**YOUR INSTRUCTIONS:**
The answer must consist of every line in the records below that contains the string "milligrams".
***
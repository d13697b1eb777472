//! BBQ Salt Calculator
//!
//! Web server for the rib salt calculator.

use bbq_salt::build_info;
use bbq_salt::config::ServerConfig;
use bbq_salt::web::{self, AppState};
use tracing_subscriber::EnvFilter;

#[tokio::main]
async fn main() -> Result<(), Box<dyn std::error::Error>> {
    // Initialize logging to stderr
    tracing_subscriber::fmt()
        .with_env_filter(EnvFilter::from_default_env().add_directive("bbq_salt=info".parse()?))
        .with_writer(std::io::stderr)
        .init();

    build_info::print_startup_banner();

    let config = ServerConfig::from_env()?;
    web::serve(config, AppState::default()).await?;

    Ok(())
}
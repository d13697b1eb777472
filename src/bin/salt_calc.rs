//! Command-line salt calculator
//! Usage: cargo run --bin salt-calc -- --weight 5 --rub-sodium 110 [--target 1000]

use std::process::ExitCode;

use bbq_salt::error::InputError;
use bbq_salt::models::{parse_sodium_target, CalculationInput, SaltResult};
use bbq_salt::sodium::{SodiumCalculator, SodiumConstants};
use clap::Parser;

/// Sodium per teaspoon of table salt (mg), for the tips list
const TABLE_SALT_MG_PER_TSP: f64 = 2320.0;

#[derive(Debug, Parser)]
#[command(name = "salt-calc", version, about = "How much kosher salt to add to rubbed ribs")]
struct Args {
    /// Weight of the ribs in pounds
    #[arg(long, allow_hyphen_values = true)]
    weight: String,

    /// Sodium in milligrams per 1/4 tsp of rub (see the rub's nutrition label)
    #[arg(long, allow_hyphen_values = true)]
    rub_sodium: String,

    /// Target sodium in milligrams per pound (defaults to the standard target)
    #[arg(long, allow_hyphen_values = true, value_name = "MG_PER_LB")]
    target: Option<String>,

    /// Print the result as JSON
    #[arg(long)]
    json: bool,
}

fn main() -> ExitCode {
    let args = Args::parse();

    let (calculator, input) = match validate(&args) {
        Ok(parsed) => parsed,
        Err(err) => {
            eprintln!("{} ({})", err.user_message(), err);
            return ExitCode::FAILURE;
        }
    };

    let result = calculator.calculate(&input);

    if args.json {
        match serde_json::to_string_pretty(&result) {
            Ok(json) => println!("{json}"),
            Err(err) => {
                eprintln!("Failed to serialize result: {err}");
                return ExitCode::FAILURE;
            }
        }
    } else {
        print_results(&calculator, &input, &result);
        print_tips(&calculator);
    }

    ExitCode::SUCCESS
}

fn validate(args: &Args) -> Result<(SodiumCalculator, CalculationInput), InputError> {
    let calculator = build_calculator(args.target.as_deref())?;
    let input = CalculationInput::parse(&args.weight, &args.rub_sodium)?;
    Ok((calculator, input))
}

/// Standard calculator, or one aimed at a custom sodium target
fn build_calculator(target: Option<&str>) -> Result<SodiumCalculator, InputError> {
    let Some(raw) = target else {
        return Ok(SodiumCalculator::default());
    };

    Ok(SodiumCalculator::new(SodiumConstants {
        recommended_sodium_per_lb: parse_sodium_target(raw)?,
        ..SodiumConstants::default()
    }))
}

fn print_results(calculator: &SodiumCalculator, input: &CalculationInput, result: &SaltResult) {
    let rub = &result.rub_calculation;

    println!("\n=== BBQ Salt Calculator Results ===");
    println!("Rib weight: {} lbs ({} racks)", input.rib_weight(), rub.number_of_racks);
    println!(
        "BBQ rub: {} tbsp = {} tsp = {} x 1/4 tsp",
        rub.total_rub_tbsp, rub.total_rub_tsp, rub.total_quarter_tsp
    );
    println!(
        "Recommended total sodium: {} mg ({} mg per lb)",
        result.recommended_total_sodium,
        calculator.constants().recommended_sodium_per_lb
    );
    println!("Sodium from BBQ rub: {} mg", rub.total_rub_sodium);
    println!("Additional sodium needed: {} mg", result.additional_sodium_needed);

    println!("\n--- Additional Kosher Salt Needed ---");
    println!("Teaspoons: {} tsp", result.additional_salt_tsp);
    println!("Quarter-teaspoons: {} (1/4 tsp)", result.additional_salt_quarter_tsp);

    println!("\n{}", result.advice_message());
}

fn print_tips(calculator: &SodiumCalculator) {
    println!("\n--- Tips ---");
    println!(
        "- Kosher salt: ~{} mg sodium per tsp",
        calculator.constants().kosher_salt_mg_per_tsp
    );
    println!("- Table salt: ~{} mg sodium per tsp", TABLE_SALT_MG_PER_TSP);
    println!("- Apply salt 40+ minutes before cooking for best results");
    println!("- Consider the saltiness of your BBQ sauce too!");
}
***
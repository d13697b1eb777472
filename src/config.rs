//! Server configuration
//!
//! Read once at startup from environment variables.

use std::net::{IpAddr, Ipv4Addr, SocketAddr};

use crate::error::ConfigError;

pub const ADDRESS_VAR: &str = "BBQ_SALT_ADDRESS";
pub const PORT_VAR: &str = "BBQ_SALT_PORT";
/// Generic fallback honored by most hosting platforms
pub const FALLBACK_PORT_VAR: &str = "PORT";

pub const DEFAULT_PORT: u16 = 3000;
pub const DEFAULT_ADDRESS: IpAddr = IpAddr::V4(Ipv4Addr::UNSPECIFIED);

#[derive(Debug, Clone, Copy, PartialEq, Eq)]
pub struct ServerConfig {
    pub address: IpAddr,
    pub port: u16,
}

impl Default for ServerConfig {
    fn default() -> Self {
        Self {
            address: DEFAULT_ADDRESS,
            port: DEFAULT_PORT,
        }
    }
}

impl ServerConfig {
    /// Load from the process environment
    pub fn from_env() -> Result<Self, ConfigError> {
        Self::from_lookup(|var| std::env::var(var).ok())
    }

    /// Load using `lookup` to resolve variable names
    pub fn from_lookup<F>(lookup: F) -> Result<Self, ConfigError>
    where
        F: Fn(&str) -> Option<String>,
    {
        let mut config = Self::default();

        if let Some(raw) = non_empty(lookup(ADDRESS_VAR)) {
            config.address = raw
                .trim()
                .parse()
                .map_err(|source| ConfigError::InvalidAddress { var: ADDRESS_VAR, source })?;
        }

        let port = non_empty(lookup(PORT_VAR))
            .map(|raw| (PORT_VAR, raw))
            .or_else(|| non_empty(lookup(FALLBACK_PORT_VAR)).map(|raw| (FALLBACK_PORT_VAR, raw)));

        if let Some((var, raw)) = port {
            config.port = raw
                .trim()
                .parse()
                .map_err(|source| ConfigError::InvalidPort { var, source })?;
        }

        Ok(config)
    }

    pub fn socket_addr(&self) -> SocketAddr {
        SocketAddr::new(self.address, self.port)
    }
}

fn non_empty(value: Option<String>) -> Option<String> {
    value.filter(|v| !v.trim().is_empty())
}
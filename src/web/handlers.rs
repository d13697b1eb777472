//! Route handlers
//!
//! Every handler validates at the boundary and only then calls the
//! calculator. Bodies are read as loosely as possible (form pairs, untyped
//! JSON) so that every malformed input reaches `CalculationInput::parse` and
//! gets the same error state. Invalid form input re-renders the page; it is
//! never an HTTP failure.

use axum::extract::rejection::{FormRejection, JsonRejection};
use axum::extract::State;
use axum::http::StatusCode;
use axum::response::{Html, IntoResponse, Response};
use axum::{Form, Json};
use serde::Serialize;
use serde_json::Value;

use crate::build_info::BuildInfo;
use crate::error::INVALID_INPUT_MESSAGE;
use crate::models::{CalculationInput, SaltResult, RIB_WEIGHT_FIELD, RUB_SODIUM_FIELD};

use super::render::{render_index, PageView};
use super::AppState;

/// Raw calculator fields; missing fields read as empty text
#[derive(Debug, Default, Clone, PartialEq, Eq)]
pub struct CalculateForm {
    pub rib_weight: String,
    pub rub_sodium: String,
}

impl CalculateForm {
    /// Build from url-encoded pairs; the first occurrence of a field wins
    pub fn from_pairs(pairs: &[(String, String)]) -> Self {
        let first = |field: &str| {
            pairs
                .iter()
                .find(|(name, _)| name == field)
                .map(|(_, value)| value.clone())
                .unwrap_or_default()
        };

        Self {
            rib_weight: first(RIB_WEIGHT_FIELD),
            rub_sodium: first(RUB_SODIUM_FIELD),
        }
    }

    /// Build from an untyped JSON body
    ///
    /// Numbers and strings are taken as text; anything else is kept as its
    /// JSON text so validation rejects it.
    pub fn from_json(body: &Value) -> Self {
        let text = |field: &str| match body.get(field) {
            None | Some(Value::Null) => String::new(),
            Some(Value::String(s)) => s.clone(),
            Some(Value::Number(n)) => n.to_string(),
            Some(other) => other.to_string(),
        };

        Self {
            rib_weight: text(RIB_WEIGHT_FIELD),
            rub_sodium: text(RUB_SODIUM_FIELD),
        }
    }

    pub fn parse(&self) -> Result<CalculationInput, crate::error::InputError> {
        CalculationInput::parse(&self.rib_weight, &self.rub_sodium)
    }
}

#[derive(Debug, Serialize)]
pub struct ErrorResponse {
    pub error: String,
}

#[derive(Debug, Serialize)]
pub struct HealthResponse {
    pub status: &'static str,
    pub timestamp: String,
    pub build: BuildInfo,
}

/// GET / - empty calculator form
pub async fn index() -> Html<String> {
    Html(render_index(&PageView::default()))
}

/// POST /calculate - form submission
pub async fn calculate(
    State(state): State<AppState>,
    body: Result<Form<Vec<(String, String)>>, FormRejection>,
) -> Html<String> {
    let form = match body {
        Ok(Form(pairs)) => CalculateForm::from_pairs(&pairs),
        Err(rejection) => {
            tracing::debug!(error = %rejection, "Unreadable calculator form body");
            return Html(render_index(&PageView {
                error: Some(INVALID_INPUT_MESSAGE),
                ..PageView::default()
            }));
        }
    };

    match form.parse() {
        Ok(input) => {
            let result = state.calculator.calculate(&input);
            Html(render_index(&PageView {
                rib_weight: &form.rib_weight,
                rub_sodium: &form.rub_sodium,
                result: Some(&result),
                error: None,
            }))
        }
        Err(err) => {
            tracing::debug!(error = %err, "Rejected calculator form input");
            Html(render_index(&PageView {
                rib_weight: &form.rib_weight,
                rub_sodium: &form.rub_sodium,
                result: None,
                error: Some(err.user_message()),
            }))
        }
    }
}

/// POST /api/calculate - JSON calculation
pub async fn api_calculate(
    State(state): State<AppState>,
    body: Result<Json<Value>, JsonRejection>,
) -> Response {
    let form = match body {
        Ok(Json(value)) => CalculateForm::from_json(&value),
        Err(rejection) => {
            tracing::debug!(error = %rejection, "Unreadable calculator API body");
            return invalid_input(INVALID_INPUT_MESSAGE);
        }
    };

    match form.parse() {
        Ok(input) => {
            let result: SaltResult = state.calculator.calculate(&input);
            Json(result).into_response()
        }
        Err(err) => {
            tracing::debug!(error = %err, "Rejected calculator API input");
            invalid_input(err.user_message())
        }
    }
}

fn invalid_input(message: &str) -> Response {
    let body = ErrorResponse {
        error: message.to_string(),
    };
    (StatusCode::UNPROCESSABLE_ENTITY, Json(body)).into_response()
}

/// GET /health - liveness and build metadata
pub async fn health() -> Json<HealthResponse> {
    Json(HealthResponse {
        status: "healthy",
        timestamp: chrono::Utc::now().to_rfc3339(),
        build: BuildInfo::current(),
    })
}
***
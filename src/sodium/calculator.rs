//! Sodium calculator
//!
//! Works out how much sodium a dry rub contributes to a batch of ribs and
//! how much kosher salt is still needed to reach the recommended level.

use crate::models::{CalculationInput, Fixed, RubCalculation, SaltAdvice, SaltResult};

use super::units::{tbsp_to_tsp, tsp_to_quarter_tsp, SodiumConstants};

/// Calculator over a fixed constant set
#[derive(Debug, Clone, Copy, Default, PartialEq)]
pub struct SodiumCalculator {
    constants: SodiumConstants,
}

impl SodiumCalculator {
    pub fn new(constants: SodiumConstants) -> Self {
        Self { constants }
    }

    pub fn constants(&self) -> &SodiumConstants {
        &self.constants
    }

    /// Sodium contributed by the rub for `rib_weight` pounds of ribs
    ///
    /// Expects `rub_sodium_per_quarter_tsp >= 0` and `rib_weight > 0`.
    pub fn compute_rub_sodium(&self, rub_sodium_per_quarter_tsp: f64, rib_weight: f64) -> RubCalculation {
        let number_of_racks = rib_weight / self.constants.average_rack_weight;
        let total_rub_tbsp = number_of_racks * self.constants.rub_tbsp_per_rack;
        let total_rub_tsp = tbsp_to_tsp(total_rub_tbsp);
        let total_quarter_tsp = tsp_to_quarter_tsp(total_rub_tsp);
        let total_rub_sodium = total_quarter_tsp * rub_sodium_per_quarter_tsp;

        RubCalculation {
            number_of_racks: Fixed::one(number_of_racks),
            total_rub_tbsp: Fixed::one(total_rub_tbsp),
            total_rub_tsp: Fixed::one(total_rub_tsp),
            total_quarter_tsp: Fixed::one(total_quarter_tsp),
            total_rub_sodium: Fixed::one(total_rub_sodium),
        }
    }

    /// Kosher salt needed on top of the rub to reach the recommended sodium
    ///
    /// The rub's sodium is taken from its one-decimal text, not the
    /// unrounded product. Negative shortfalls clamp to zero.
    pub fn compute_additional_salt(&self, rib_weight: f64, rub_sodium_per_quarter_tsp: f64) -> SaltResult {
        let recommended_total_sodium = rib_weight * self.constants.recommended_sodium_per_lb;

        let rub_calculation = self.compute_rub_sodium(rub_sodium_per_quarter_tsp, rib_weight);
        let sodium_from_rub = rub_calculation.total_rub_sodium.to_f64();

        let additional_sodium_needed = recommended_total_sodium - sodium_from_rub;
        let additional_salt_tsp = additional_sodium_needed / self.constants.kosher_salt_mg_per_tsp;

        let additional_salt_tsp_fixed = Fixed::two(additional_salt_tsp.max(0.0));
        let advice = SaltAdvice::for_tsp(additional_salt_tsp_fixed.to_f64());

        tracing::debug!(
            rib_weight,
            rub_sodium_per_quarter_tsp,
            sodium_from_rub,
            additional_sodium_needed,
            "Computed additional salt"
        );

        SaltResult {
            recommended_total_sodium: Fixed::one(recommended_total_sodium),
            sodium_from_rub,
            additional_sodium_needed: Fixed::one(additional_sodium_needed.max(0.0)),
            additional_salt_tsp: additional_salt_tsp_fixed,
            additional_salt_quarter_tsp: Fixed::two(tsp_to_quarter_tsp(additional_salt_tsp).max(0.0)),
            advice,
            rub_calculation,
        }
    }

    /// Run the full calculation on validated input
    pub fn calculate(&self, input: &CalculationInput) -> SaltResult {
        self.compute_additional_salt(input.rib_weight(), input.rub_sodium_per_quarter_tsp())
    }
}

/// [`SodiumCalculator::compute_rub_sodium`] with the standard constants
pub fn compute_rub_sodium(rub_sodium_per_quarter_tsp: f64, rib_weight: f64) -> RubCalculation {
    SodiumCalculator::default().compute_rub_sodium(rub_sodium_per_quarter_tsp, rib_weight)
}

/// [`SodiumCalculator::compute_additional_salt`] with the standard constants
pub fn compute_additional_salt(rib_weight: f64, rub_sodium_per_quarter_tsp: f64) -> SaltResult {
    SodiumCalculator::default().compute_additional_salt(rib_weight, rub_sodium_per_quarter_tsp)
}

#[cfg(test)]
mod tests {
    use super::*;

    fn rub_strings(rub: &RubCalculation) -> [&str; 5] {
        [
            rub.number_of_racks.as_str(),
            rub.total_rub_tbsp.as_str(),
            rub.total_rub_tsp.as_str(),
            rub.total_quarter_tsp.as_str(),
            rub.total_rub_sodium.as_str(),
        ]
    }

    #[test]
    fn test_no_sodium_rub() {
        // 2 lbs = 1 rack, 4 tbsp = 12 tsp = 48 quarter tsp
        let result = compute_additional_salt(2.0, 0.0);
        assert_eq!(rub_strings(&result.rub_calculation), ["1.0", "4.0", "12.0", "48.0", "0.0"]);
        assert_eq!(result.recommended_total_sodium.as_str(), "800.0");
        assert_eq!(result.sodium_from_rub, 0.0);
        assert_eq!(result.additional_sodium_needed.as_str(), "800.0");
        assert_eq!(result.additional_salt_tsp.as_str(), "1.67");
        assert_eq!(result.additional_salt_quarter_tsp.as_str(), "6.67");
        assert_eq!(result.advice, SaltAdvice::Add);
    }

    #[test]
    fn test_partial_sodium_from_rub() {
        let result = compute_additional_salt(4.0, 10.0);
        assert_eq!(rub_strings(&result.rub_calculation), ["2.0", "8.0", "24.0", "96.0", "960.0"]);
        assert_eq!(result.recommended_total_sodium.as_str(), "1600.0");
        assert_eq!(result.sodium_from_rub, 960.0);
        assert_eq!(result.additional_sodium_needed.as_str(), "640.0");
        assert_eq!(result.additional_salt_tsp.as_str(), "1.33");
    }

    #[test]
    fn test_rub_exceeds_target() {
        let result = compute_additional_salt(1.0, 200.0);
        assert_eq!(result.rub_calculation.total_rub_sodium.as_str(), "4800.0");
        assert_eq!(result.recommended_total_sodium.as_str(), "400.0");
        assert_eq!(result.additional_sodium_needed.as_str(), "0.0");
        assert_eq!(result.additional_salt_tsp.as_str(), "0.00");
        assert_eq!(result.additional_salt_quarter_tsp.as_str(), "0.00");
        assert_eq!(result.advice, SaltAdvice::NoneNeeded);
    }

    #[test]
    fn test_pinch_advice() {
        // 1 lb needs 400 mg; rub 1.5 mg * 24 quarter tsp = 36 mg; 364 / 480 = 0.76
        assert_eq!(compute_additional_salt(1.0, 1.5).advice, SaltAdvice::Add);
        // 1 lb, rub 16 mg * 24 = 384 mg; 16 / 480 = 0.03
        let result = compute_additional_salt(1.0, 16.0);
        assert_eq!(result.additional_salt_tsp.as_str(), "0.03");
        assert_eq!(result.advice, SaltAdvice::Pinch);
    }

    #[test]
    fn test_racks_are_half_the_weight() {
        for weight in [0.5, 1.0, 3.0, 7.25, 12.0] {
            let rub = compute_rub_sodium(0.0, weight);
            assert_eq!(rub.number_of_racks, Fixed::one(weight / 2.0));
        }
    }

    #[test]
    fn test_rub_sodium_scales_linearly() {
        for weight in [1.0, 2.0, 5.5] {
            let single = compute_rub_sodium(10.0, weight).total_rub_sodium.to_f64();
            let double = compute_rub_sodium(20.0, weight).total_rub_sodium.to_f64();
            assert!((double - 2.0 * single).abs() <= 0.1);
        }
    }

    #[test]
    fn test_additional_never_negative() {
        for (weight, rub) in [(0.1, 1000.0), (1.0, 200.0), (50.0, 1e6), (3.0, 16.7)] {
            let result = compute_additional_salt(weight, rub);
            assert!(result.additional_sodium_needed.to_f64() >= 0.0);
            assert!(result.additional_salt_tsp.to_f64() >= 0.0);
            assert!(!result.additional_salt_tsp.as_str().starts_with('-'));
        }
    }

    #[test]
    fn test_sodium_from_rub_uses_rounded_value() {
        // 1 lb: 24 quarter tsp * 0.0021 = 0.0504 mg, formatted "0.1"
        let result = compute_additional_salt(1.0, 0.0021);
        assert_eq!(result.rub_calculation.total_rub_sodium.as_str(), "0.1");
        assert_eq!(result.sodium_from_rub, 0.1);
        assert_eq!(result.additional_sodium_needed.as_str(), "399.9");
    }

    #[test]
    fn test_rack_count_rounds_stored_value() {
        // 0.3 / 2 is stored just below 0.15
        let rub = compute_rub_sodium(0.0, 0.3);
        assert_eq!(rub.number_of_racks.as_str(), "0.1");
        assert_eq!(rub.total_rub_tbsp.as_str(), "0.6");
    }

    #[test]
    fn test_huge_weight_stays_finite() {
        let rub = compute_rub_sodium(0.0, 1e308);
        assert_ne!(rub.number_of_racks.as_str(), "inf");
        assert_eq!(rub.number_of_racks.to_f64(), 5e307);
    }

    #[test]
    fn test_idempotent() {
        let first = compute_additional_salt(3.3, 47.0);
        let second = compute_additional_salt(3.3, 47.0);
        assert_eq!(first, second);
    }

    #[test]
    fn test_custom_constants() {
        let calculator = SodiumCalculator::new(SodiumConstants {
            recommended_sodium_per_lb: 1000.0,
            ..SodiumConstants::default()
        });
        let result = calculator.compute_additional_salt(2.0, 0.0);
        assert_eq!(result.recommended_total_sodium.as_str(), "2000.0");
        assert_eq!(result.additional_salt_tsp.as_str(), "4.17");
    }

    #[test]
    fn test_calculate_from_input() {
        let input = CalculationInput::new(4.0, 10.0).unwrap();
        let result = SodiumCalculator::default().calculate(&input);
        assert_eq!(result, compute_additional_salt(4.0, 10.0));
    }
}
***
**RESPONSE AREA:**
    /// Sodium in milligrams per 1/4 tsp of rub (see the rub's nutrition label)
    /// Target sodium in milligrams per pound (defaults to the standard target)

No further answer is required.